**EXERCISE MATERIALS:**

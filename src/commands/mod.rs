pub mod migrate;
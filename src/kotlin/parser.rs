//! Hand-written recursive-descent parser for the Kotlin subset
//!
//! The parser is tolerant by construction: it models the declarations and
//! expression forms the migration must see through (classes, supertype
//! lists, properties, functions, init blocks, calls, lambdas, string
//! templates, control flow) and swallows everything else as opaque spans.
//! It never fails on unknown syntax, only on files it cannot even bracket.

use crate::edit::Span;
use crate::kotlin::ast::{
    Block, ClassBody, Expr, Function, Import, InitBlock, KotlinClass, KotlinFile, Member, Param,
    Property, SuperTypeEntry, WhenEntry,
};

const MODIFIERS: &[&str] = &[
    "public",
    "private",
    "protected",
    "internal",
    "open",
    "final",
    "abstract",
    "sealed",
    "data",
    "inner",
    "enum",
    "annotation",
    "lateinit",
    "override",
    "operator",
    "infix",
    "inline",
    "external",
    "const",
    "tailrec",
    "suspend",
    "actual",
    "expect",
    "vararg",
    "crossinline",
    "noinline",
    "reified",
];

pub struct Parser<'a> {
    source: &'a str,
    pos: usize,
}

**WHAT TO PRODUCE:** Copy every line where the word "filename" is present in the entries above.

**WRITTEN SOLUTION:**
filename src/commands/mod.rs
filename src/kotlin/parser.rs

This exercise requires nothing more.